By April 10, 2018 No Comments

I lost my father on a rainy Tuesday morning on April 10, 2007. I wrote the following soon after, in my column The Facts of Life in Viva magazine.

My life was meant to change this summer. My family and I have been preparing for a big move this past year, relocating and starting a new life. I was planning to write about the gradual transformation our lives were undergoing. But nothing could have prepared me for the unwelcome upheaval that hit my life on April 10, 2007, the morning that violently ripped away part of my being the day I lost my father.

I sincerely doubt anyone can be prepared for the loss of someone dear. I grew up asking my parents about their own parents and siblings who passed away, trying to understand the loss and grief. I witnessed my father bury his baby brother, saw the lines of pain etched on his beautiful face and still came nothing close to how I feel today. There are no words to express the raw pain in my heart, like a block of cement permanently pressed on my chest. I am told be everyone who has been through this that the pain will ease and that I will come to learn to live with the grief. They do not realize that I am desperately holding on to it all. I want to carry this pain with me for as long as I live. It is this very pain that reminds me I am the most blessed person on the planet.

I was born to extraordinary parents who never traditionally taught me anything but showed me everything. I was raised in a household that embodied equality in every sense of the word. As a baby, I had my milk nestled in my fathers beige, camel-skin abaya while I held on to his thumb. When I got older, my father helped me get ready for school in the morning, packed my lunchbox, and waited with me for the bus at 6.15am, while my mother worked to support the family. At university, my father drove me in his 69-model Peugeot and waited for me at the end of the day at the bottom of a hill across from campus. And through it all, he was genuinely interested in everything I said or did. When I travelled, he was the first one to greet me at the airport. When I delivered my children, he waited outside the delivery room, praying on his rosary beads while pacing the corridor. He ran to my rescue every time I needed help, and somehow made me feel I was the most gifted, special child in the world. He had enough of that compassion and love for each and every one of us and our better halves when we married. I had, by far, the most fulfilled childhood despite living on humble means. I grew up in a truly happy home, alive with love and respect. I breathed my parents intense love for each other. To the very last day of his life, my father would say a prayer for my mother and thank God for blessing him with his wonderful partner.

Today, I finally know what it means to be a man. My father was fearless. He was human and kind. He was honest, disciplined, and patriotic to his core. He was also staunchly independent. Even in his death, he died standing on his own two feet. My father was a man. The extent and volume of everyones love, awe, and respect for him shows what a special man he was.

I know that life is a journey, and my father’s has been completed for now.
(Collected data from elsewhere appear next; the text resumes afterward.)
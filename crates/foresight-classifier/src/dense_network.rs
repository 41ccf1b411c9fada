//! Feed-forward network classifier with externally supplied weights.
//!
//! Topology is fixed at 15 → 32 → 16 → 8: ReLU on the hidden layers,
//! softmax on the output. Inference only.

use std::path::Path;

use foresight_core::constants::{CATEGORY_COUNT, FEATURE_COUNT};
use foresight_core::errors::ClassifierError;
use foresight_core::traits::IClassifier;
use foresight_core::FeatureVector;
use serde::{Deserialize, Serialize};
use tracing::warn;

use crate::ranking::softmax;

/// Layer widths from input to output.
pub const TOPOLOGY: [usize; 4] = [FEATURE_COUNT, 32, 16, CATEGORY_COUNT];

/// One fully connected layer. `weights[o][i]` connects input `i` to output `o`.
#[derive(Debug, Clone, PartialEq, Serialize, Deserialize)]
pub struct DenseLayer {
    pub weights: Vec<Vec<f64>>,
    pub biases: Vec<f64>,
}

impl DenseLayer {
    fn outputs(&self) -> usize {
        self.weights.len()
    }

    fn forward(&self, input: &[f64]) -> Vec<f64> {
        self.weights
            .iter()
            .zip(&self.biases)
            .map(|(row, bias)| row.iter().zip(input).map(|(w, x)| w * x).sum::<f64>() + bias)
            .collect()
    }
}

/// Serialized network weights, as loaded from JSON.
#[derive(Debug, Clone, PartialEq, Serialize, Deserialize)]
pub struct NetworkWeights {
    pub layers: Vec<DenseLayer>,
}

impl NetworkWeights {
    /// Check the layer shapes against [`TOPOLOGY`] and reject non-finite weights.
    pub fn validate(&self) -> Result<(), ClassifierError> {
        let expected_layers = TOPOLOGY.len() - 1;
        if self.layers.len() != expected_layers {
            return Err(mismatch(format!(
                "expected {expected_layers} layers, found {}",
                self.layers.len()
            )));
        }
        for (index, layer) in self.layers.iter().enumerate() {
            let (inputs, outputs) = (TOPOLOGY[index], TOPOLOGY[index + 1]);
            if layer.outputs() != outputs || layer.biases.len() != outputs {
                return Err(mismatch(format!("layer {index}: expected {outputs} outputs")));
            }
            if layer.weights.iter().any(|row| row.len() != inputs) {
                return Err(mismatch(format!("layer {index}: expected {inputs} inputs per row")));
            }
            let finite = layer
                .weights
                .iter()
                .flatten()
                .chain(&layer.biases)
                .all(|w| w.is_finite());
            if !finite {
                return Err(mismatch(format!("layer {index}: non-finite weight")));
            }
        }
        Ok(())
    }
}

fn mismatch(reason: String) -> ClassifierError {
    ClassifierError::ModelLoadFailed {
        path: "<weights>".to_string(),
        reason,
    }
}

/// Dense network classifier. Unavailable when its weights could not be loaded.
#[derive(Debug, Clone)]
pub struct DenseNetworkClassifier {
    layers: Option<Vec<DenseLayer>>,
}

impl DenseNetworkClassifier {
    pub fn from_weights(weights: NetworkWeights) -> Result<Self, ClassifierError> {
        weights.validate()?;
        Ok(Self {
            layers: Some(weights.layers),
        })
    }

    pub fn from_json(json: &str) -> Result<Self, ClassifierError> {
        let weights: NetworkWeights =
            serde_json::from_str(json).map_err(|e| ClassifierError::ModelLoadFailed {
                path: "<string>".to_string(),
                reason: e.to_string(),
            })?;
        Self::from_weights(weights)
    }

    pub fn load(path: &Path) -> Result<Self, ClassifierError> {
        let load_failed = |reason: String| ClassifierError::ModelLoadFailed {
            path: path.display().to_string(),
            reason,
        };
        let json = std::fs::read_to_string(path).map_err(|e| load_failed(e.to_string()))?;
        Self::from_json(&json).map_err(|e| match e {
            ClassifierError::ModelLoadFailed { reason, .. } => load_failed(reason),
            other => other,
        })
    }

    /// Load from `path`, or an unavailable classifier when loading fails.
    pub fn load_or_unavailable(path: Option<&Path>) -> Self {
        let Some(path) = path else {
            warn!("dense network selected without a weights path; classifier unavailable");
            return Self::unavailable();
        };
        Self::load(path).unwrap_or_else(|e| {
            warn!(error = %e, "dense network weights failed to load; classifier unavailable");
            Self::unavailable()
        })
    }

    pub fn unavailable() -> Self {
        Self { layers: None }
    }
}

impl IClassifier for DenseNetworkClassifier {
    fn name(&self) -> &str {
        "dense_network"
    }

    fn is_available(&self) -> bool {
        self.layers.is_some()
    }

    fn distribution(&self, features: &FeatureVector) -> Result<[f64; CATEGORY_COUNT], ClassifierError> {
        let layers = self.layers.as_ref().ok_or_else(|| ClassifierError::ModelUnavailable {
            model: self.name().to_string(),
        })?;

        let mut activation = features.as_slice().to_vec();
        let last = layers.len().saturating_sub(1);
        for (index, layer) in layers.iter().enumerate() {
            activation = layer.forward(&activation);
            if index < last {
                activation.iter_mut().for_each(|a| *a = a.max(0.0));
            }
        }

        let logits: [f64; CATEGORY_COUNT] =
            activation
                .try_into()
                .map_err(|out: Vec<f64>| ClassifierError::InferenceFailed {
                    reason: format!("output layer produced {} values", out.len()),
                })?;
        Ok(softmax(&logits))
    }
}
He lived and died a proud, soft, kind man. My journey is not over yet, but it is certainly not what I have known. Today I walk with my held higher, proud to be Khadija Bahjat Muhaisen.

My his soul rest in peace.

… My family ended up moving to Canada. It was what he would have wanted me to do. And it turned out to be the greatest gift for us all.

The block of cement does not feel so suffocating anymore. Sometimes, I forget it is even there. Some days it comes back. Then I breathe. And it melts away.

The pain I so wanted to hold on to has been replaced with a warm gratitude and nostalgia. Memories put a smile on my face. They are often so real I can touch every line on his hands and face.

I had to give the camel-skin abaya away so it can warm another on cold winter nights.

I catch myself holding my own thumb the same way I did centuries ago. I know thats how my system self-regulates.

My father is in my heart. Sometimes I catch him in my daughters eyes and my nephew’s walk. Mostly, it is that beautiful bird that keeps knocking on the glass every morning during my yoga practice that for some reason brings him to my mind.

I lay my head on the same spot he laid his on his prayer mat.

I am truly blessed to be Khadija Bahjat Muhaisen.